I know this because all I read in the news is about companies doing everything they can to follow you around the Internet. I completely understand. You’re very important.

But what I don’t understand is this: why they don’t just ask you what you think and what you like and what you want and then act upon it?

But let’s go back at the beginning.

The northern light for Profila, the fixed point on the compass, our raison d’être, is the empowerment of human beings. Every single one of you (and including myself and my teammates). We want to have a service like Profila in our lives and can easily imagine our pains and struggles are like everyone else’s. We struggle with that pervasive feeling that we’re being watched and analyzed and put into a little box with a label that just doesn’t feel right to us.

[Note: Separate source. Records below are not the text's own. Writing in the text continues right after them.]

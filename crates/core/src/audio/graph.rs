use super::{
    decoder::resample_linear,
    device::{AudioOutput, InputDevice, LiveStream},
    ring::SampleRing,
    source::{AudioSource, MediaElement, MediaEvent, SourceKind},
};
use crate::{config::validate_fft_size, Analyser, AudioConfig, AuraluxError, Result};

/// Single multiplicative volume control shared by monitoring and capture.
#[derive(Debug, Clone, Copy, PartialEq)]
pub struct GainStage {
    value: f32,
}

impl GainStage {
    /// Gain stage multiplying by `value`.
    pub fn new(value: f32) -> Self {
        Self { value }
    }

    pub fn value(&self) -> f32 {
        self.value
    }

    fn apply(&self, samples: &mut [f32]) {
        if (self.value - 1.0).abs() <= f32::EPSILON {
            return;
        }
        for sample in samples {
            *sample *= self.value;
        }
    }
}

/// Description of the audio track the capture tap can contribute to a
/// recording.
#[derive(Debug, Clone, Copy, PartialEq, Eq)]
pub struct AudioTrackInfo {
    pub sample_rate: u32,
    pub channels: u16,
}

/// Graph branch that hands post-gain audio to the recorder.
#[derive(Debug)]
pub struct CaptureTap {
    sample_rate: u32,
    ring: SampleRing,
}

impl CaptureTap {
    fn new(sample_rate: u32, seconds: f32) -> Self {
        Self {
            sample_rate,
            ring: SampleRing::with_duration(seconds, sample_rate),
        }
    }

    /// Format of the audio the tap hands out.
    pub fn track(&self) -> AudioTrackInfo {
        AudioTrackInfo {
            sample_rate: self.sample_rate,
            channels: 1,
        }
    }

    /// Samples waiting to be drained.
    pub fn buffered(&self) -> usize {
        self.ring.len()
    }
}

/// The processing nodes that outlive any individual source: gain, analysis
/// tap and capture tap. Created once, on first use.
#[derive(Debug)]
pub struct AudioContext {
    sample_rate: u32,
    gain: GainStage,
    analyser: Analyser,
    capture_tap: CaptureTap,
}

impl AudioContext {
    fn new(config: &AudioConfig, gain: f32, fft_size: usize) -> Result<Self> {
        let analyser = Analyser::new(&AudioConfig {
            fft_size,
            ..config.clone()
        })?;
        Ok(Self {
            sample_rate: config.sample_rate,
            gain: GainStage::new(gain),
            analyser,
            capture_tap: CaptureTap::new(config.sample_rate, config.capture_tap_seconds),
        })
    }

    pub fn sample_rate(&self) -> u32 {
        self.sample_rate
    }

    pub fn gain(&self) -> GainStage {
        self.gain
    }

    /// The analysis tap.
    pub fn analyser(&self) -> &Analyser {
        &self.analyser
    }

    pub fn capture_tap(&self) -> &CaptureTap {
        &self.capture_tap
    }

    /// source → gain → {analyser → output, capture tap}
    fn route(&mut self, block: &mut [f32], output: &mut dyn AudioOutput) {
        if block.is_empty() {
            return;
        }
        self.gain.apply(block);
        self.analyser.push_samples(block);
        self.capture_tap.ring.extend(block);
        output.write(block);
    }
}

/// Owner of the audio processing graph.
///
/// Only this type creates or destroys nodes. The shared [`AudioContext`] is
/// instantiated lazily and then reused across every source switch; at most
/// one source is connected to the gain stage at a time.
pub struct SignalGraphManager {
    config: AudioConfig,
    context: Option<AudioContext>,
    contexts_created: usize,
    source: Option<AudioSource>,
    input: Box<dyn InputDevice>,
    output: Box<dyn AudioOutput>,
    gain: f32,
    fft_size: usize,
    block: Vec<f32>,
    sample_debt: f64,
}

impl SignalGraphManager {
    /// Validates `config`. No context exists until the first source is bound.
    pub fn new(
        config: AudioConfig,
        input: Box<dyn InputDevice>,
        output: Box<dyn AudioOutput>,
    ) -> Result<Self> {
        config.validate()?;
        Ok(Self {
            gain: config.volume,
            fft_size: config.fft_size,
            config,
            context: None,
            contexts_created: 0,
            source: None,
            input,
            output,
            block: Vec::new(),
            sample_debt: 0.0,
        })
    }

    /// Returns the shared context, creating it on first use.
    pub fn ensure_context(&mut self) -> Result<&mut AudioContext> {
        if self.context.is_none() {
            let context = AudioContext::new(&self.config, self.gain, self.fft_size)?;
            self.contexts_created += 1;
            tracing::info!(
                sample_rate = context.sample_rate,
                fft_size = self.fft_size,
                "audio context created"
            );
            self.context = Some(context);
        }
        self.context
            .as_mut()
            .ok_or_else(|| AuraluxError::msg("audio context unavailable"))
    }

    /// `None` until the first source needs a graph.
    pub fn context(&self) -> Option<&AudioContext> {
        self.context.as_ref()
    }

    /// How many contexts were ever built.
    pub fn contexts_created(&self) -> usize {
        self.contexts_created
    }

    /// Drops the context and every node hanging off it. Only meant for tests
    /// and process shutdown; normal operation never recreates the context.
    pub fn close_context(&mut self) {
        self.teardown();
        self.source = None;
        self.context = None;
    }

    pub fn sample_rate(&self) -> u32 {
        self.config.sample_rate
    }

    pub fn source(&self) -> Option<&AudioSource> {
        self.source.as_ref()
    }

    /// Kind of the connected source, if any.
    pub fn source_kind(&self) -> Option<SourceKind> {
        self.source.as_ref().map(AudioSource::kind)
    }

    /// The bound file, when the source is a file.
    pub fn file_element(&self) -> Option<&MediaElement> {
        match &self.source {
            Some(AudioSource::File(element)) => Some(element),
            _ => None,
        }
    }

    pub fn file_element_mut(&mut self) -> Option<&mut MediaElement> {
        match &mut self.source {
            Some(AudioSource::File(element)) => Some(element),
            _ => None,
        }
    }

    /// Number of source nodes wired into the gain stage: zero or one.
    pub fn connected_sources(&self) -> usize {
        usize::from(self.context.is_some() && self.source.is_some())
    }

    /// Binds a decoded file as the source. Any previous source is detached
    /// first, releasing live-input tracks. If binding fails the graph is left
    /// stopped with no source.
    pub fn activate_file_source(&mut self, element: MediaElement) {
        self.detach_source();

        if element.is_empty() {
            tracing::warn!(name = element.name(), "refusing to bind an empty file source");
            return;
        }
        if let Err(err) = self.ensure_context() {
            tracing::warn!(%err, "could not build the signal graph for file source");
            return;
        }

        tracing::info!(
            name = element.name(),
            duration = element.duration(),
            "file source connected"
        );
        self.source = Some(AudioSource::File(element));
    }

    /// Requests a live stream from the input device without touching the
    /// current graph.
    pub fn request_live_stream(&mut self) -> Result<Box<dyn LiveStream>> {
        self.input.open().map_err(|err| match err {
            AuraluxError::PermissionDenied(_) => err,
            other => AuraluxError::PermissionDenied(other.to_string()),
        })
    }

    /// Connects an already granted live stream in place of the current source.
    pub fn attach_live_stream(&mut self, mut stream: Box<dyn LiveStream>) -> Result<()> {
        if let Err(err) = self.ensure_context() {
            stream.stop_tracks();
            return Err(err);
        }
        self.detach_source();
        tracing::info!(device = stream.label(), "live input connected");
        self.source = Some(AudioSource::LiveInput(stream));
        Ok(())
    }

    /// Requests the live input and, once granted, rebuilds the graph around
    /// it. On refusal the previous source stays connected.
    pub fn activate_live_input(&mut self) -> Result<()> {
        let stream = self.request_live_stream()?;
        self.attach_live_stream(stream)
    }

    /// Disconnects the current source, releasing live-input tracks.
    pub fn detach_source(&mut self) {
        if let Some(source) = self.source.take() {
            match source {
                AudioSource::LiveInput(mut stream) => stream.stop_tracks(),
                AudioSource::File(mut element) => element.pause(),
            }
        }
        self.output.pause();
        self.sample_debt = 0.0;
    }

    /// Stops all transport: a file source is paused and rewound, a live
    /// stream has its tracks released and is disconnected. Idempotent.
    pub fn teardown(&mut self) {
        self.output.pause();
        self.sample_debt = 0.0;
        match self.source.take() {
            Some(AudioSource::File(mut element)) => {
                element.rewind();
                self.source = Some(AudioSource::File(element));
            }
            Some(AudioSource::LiveInput(mut stream)) => stream.stop_tracks(),
            None => {}
        }
    }

    /// Sets the gain value. No clamping happens here; values above one amplify.
    pub fn set_gain(&mut self, value: f32) {
        self.gain = value;
        if let Some(context) = self.context.as_mut() {
            context.gain = GainStage::new(value);
        }
    }

    /// Current gain value.
    pub fn gain(&self) -> f32 {
        self.gain
    }

    /// Resizes the analysis tap. Takes effect on the next spectrum sample.
    pub fn set_analysis_resolution(&mut self, fft_size: usize) -> Result<()> {
        validate_fft_size(fft_size)?;
        if let Some(context) = self.context.as_mut() {
            context.analyser.set_fft_size(fft_size)?;
        }
        self.fft_size = fft_size;
        Ok(())
    }

    /// FFT size used by the analysis tap.
    pub fn analysis_resolution(&self) -> usize {
        self.fft_size
    }

    /// The analysis tap, or `None` while no graph exists.
    pub fn analyser_mut(&mut self) -> Option<&mut Analyser> {
        self.context.as_mut().map(|context| &mut context.analyser)
    }

    /// Audio track the capture tap offers, once a context exists.
    pub fn capture_track(&self) -> Option<AudioTrackInfo> {
        self.context
            .as_ref()
            .map(|context| context.capture_tap.track())
    }

    /// Moves everything the capture tap collected onto the end of `out`.
    pub fn drain_capture_tap(&mut self, out: &mut Vec<f32>) {
        if let Some(context) = self.context.as_mut() {
            context.capture_tap.ring.drain_into(out);
        }
    }

    /// Starts the listening output. Refusal surfaces as [`AuraluxError::AutoplayBlocked`].
    pub fn start_output(&mut self) -> Result<()> {
        self.output.start().map_err(|err| match err {
            AuraluxError::AutoplayBlocked(_) => err,
            other => AuraluxError::AutoplayBlocked(other.to_string()),
        })
    }

    /// Silences the listening output.
    pub fn pause_output(&mut self) {
        self.output.pause();
    }

    /// Pulls `seconds` worth of audio through the graph and returns the
    /// media events the source raised meanwhile.
    ///
    /// A live stream delivers whatever the device captured. Otherwise the
    /// graph runs on elapsed time: a paused, ended or exhausted file, or no
    /// source at all, contributes silence, so the spectrum decays and the
    /// capture tap keeps pace with the recorded video.
    pub fn process(&mut self, seconds: f64) -> Vec<MediaEvent> {
        let Some(context) = self.context.as_mut() else {
            return Vec::new();
        };
        self.block.clear();

        if let Some(AudioSource::LiveInput(stream)) = self.source.as_mut() {
            stream.drain_into(&mut self.block);
            if stream.sample_rate() != context.sample_rate {
                let mut converted =
                    resample_linear(&self.block, stream.sample_rate(), context.sample_rate);
                context.route(&mut converted, self.output.as_mut());
            } else {
                context.route(&mut self.block, self.output.as_mut());
            }
            return Vec::new();
        }

        self.sample_debt += seconds.max(0.0) * context.sample_rate as f64;
        let frames = self.sample_debt.floor() as usize;
        self.sample_debt -= frames as f64;
        self.block.resize(frames, 0.0);

        let events = match self.source.as_mut() {
            Some(AudioSource::File(element)) => {
                element.read(&mut self.block);
                element.take_events()
            }
            _ => Vec::new(),
        };
        context.route(&mut self.block, self.output.as_mut());
        events
    }
}

impl std::fmt::Debug for SignalGraphManager {
    fn fmt(&self, f: &mut std::fmt::Formatter<'_>) -> std::fmt::Result {
        f.debug_struct("SignalGraphManager")
            .field("context", &self.context)
            .field("contexts_created", &self.contexts_created)
            .field("source", &self.source)
            .field("gain", &self.gain)
            .field("fft_size", &self.fft_size)
            .finish()
    }
}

It’s always easier to build something for yourself and do it well enough that other folks want to have it as well. That’s why our product development isn’t primarily focused on revenue creation, but instead on the simple desire to design features that are useful. Really really useful. I can imagine that’s the origin story for many if not most start-ups. It is part of the origin story for Profila (the other part has to do with a radioactive spider, but we’ll set that aside for now).

The promise of Profila is quite straightforward:

  1. You will be able to create & manage the most accurate, authentic, and valuable information and insights about yourself. This package will be called your Profila.
  2. You will have complete control, with active consent, transparency, and revocability, over who outside of yourself has access to different parts of your Profila. These arrangements will be on your terms, for your benefit.

That’s it. That’s the secret sauce; a mindset that provides a medium to capture the totality (or as much as you wish to include) of “you” and provides you with the tools and protections to ensure this ‘you’ is only shared based on trust. It’s you. It’s yours.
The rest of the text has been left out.